» What is needed
Report how many lines of the listing contain the string "Quarta", with no other words.

» The data
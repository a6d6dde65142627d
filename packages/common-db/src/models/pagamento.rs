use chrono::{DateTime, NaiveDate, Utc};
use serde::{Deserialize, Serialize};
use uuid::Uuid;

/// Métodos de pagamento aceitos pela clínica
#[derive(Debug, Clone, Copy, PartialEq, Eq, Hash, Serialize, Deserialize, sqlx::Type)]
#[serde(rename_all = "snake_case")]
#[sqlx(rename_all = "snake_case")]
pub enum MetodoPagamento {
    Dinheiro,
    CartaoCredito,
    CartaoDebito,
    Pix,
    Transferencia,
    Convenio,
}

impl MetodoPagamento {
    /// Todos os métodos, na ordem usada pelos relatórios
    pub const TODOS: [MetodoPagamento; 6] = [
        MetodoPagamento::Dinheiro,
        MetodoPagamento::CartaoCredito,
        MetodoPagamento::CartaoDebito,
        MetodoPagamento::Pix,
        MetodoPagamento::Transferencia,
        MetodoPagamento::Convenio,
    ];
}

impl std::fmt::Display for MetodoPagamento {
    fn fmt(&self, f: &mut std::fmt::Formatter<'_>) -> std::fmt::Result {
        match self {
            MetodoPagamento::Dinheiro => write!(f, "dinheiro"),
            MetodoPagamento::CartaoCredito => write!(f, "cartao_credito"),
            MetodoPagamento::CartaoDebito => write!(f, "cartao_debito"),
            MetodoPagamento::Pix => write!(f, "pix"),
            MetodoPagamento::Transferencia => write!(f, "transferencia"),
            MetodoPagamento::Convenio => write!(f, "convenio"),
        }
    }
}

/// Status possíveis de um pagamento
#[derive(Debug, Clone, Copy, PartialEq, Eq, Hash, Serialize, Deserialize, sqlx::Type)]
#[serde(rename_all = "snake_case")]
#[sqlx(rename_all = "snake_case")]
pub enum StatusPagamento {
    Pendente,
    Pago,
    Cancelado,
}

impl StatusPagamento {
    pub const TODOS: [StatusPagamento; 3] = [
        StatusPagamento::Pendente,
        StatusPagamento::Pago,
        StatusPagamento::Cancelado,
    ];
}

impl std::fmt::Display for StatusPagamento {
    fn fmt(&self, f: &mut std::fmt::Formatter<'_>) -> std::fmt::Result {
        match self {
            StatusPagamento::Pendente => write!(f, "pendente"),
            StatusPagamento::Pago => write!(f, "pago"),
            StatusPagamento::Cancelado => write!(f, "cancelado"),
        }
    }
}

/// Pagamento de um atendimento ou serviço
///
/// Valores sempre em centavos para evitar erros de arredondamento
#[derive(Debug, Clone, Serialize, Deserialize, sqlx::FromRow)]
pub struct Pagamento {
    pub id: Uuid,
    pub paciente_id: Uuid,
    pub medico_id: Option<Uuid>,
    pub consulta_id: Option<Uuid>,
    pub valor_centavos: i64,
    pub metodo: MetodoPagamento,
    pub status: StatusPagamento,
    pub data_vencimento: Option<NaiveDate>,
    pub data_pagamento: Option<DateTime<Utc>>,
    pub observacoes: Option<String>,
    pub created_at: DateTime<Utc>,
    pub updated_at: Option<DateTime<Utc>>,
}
...
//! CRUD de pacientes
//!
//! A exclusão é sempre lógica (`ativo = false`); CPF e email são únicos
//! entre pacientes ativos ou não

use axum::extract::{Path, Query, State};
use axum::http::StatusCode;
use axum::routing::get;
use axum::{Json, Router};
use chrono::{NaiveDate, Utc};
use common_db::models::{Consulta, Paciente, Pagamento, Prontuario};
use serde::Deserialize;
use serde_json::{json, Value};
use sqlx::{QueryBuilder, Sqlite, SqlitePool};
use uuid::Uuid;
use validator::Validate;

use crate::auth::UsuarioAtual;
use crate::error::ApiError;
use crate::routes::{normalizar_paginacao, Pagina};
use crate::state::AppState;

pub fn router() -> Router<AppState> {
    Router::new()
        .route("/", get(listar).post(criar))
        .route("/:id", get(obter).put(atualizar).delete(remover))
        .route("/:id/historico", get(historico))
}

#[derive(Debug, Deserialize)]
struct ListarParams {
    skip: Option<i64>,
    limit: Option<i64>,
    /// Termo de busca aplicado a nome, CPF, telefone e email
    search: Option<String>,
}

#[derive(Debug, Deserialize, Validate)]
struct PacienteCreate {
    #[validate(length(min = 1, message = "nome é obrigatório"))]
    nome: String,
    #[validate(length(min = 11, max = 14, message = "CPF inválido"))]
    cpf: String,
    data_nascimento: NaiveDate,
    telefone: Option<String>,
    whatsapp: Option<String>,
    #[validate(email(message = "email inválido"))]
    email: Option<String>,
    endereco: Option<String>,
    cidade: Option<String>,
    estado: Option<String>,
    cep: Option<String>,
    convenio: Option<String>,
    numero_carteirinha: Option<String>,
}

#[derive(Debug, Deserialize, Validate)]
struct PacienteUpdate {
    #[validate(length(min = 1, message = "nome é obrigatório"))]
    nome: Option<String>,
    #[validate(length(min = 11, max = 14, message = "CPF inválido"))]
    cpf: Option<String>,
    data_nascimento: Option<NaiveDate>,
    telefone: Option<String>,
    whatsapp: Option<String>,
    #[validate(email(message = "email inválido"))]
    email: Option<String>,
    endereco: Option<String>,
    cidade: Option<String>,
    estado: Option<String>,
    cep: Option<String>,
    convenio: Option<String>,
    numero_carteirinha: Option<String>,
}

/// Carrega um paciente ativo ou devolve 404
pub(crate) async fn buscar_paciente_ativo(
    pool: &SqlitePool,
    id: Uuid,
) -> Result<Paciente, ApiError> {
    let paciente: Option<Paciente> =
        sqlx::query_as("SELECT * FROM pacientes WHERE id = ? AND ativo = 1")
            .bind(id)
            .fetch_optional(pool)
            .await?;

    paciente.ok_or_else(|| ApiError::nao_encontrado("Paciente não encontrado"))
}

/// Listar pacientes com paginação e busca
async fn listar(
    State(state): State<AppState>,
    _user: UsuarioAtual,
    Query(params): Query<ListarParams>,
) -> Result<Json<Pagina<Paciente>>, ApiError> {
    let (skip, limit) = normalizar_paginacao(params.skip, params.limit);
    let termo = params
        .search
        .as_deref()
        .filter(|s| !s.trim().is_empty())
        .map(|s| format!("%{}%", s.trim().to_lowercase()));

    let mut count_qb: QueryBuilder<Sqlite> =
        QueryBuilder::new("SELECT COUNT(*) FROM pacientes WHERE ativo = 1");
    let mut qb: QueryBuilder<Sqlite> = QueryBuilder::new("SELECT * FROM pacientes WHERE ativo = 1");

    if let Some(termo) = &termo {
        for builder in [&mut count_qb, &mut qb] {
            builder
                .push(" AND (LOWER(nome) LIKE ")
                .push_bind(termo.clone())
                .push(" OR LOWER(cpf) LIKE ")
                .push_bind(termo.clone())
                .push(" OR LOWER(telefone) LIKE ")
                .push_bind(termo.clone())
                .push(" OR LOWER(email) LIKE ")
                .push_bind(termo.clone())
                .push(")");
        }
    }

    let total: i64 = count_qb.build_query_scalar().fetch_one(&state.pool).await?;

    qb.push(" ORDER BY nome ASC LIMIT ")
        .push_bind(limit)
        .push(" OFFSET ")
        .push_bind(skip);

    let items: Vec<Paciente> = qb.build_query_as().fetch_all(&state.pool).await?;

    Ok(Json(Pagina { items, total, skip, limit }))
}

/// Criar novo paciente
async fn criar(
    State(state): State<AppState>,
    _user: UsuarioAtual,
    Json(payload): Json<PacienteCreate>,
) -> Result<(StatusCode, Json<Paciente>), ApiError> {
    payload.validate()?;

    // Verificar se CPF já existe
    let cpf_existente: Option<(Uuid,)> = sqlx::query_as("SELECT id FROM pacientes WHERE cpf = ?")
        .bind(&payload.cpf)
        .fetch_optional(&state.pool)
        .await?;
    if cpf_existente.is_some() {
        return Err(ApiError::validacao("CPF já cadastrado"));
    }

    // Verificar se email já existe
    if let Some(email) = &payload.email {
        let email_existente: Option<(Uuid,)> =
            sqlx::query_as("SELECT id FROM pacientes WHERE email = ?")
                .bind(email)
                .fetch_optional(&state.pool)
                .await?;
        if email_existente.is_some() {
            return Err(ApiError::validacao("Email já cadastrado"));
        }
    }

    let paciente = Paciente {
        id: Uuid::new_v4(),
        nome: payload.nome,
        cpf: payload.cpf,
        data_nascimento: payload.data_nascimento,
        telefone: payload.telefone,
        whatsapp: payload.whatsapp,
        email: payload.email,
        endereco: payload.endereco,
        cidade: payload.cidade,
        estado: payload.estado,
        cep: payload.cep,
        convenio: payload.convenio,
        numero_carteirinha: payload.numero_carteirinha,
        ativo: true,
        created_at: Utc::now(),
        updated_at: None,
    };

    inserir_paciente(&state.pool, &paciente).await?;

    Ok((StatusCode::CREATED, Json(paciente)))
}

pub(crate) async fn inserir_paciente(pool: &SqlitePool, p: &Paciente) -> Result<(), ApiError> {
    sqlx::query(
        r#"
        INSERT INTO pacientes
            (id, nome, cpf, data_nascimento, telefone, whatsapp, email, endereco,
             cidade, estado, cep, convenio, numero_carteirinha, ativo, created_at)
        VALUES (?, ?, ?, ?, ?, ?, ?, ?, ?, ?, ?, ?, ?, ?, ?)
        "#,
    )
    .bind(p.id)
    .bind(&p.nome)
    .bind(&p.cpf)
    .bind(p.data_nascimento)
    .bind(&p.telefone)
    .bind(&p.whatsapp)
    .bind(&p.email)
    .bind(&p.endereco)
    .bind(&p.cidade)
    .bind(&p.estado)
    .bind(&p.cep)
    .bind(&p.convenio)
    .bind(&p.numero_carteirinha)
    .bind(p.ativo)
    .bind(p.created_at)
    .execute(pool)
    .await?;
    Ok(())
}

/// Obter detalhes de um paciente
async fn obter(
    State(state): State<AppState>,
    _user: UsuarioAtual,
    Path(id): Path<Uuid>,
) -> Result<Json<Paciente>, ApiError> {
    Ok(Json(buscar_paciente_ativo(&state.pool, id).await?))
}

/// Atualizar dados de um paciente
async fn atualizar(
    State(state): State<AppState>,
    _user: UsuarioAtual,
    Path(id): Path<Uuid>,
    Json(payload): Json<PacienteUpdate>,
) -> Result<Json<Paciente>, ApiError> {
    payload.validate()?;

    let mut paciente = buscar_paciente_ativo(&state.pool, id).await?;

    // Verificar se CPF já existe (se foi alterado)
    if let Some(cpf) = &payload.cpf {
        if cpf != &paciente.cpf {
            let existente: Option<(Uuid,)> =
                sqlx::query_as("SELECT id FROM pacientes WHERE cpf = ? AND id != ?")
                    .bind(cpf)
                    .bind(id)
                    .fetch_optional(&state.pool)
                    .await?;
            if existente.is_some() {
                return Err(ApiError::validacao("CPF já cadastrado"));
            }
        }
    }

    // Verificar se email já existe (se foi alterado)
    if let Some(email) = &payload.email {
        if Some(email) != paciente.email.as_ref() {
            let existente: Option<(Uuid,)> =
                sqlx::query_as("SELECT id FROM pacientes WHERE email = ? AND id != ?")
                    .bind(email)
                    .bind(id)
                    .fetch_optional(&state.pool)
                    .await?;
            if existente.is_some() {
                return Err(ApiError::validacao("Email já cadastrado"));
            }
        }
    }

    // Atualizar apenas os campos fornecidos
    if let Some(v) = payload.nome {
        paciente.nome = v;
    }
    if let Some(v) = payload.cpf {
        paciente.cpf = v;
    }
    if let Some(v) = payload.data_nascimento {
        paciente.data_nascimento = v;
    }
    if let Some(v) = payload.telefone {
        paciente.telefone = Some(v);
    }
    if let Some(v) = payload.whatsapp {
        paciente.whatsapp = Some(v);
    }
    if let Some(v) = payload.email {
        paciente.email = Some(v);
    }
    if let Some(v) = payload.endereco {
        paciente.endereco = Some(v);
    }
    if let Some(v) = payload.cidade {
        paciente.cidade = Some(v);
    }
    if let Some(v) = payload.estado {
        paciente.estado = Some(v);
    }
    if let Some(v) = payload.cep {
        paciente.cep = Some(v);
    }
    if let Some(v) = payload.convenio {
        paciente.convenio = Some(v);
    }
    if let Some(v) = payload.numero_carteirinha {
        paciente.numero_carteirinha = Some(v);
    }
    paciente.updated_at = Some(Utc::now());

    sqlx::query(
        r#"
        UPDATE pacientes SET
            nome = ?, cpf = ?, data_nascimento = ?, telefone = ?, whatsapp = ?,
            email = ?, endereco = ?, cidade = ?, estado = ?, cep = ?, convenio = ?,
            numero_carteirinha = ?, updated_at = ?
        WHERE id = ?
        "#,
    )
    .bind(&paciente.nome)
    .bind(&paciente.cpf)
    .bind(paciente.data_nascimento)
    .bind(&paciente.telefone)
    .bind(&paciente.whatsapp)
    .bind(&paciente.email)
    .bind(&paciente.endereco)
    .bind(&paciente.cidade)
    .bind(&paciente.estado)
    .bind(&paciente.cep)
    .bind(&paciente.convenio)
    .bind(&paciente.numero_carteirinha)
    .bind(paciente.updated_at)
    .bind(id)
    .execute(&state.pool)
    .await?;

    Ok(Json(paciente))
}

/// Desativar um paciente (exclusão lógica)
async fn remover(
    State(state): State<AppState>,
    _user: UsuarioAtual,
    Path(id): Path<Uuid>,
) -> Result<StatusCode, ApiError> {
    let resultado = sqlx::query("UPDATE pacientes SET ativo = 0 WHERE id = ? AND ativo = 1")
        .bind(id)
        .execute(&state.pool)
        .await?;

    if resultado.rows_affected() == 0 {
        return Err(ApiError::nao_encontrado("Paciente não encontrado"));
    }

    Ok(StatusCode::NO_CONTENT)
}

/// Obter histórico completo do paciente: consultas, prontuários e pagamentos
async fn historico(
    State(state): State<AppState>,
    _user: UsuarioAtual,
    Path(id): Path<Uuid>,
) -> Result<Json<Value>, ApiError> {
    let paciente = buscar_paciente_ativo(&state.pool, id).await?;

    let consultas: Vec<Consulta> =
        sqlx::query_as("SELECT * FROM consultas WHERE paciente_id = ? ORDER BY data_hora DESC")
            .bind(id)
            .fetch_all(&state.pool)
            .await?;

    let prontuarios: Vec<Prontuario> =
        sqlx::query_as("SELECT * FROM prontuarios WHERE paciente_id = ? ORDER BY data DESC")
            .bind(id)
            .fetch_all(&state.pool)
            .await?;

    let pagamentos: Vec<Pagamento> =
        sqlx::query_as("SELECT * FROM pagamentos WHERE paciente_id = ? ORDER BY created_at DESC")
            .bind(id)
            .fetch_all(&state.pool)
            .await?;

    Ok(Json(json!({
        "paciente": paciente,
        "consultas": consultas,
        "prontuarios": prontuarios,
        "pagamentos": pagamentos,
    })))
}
---
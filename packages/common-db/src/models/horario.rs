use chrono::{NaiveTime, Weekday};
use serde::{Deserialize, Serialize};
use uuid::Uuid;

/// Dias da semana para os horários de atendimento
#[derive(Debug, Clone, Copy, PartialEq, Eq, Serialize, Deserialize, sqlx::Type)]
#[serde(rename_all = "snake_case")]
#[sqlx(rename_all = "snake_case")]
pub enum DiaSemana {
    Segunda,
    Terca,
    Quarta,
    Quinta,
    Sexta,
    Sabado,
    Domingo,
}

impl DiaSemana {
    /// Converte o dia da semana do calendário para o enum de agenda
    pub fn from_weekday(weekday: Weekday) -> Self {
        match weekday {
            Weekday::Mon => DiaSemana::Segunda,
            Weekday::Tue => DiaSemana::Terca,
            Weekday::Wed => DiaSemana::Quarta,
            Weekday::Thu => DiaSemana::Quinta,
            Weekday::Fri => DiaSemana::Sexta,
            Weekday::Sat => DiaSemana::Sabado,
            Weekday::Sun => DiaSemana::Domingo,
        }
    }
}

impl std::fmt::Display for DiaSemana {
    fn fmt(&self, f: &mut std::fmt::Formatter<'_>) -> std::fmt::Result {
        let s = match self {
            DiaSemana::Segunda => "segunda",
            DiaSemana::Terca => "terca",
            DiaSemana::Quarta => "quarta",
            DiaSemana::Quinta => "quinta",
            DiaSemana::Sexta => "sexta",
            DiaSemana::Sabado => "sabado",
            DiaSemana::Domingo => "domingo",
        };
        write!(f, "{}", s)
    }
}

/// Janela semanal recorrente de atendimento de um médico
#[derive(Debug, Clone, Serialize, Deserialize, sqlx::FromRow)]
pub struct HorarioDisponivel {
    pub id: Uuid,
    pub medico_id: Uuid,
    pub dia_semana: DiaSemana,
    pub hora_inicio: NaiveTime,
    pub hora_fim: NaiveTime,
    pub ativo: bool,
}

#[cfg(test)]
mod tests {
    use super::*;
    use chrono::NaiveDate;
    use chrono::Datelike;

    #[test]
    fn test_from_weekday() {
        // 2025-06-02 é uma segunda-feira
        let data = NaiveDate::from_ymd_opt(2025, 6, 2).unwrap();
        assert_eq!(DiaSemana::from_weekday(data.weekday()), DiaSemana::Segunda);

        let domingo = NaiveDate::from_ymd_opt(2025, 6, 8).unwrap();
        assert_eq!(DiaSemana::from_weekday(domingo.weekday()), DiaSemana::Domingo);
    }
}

» Task output
3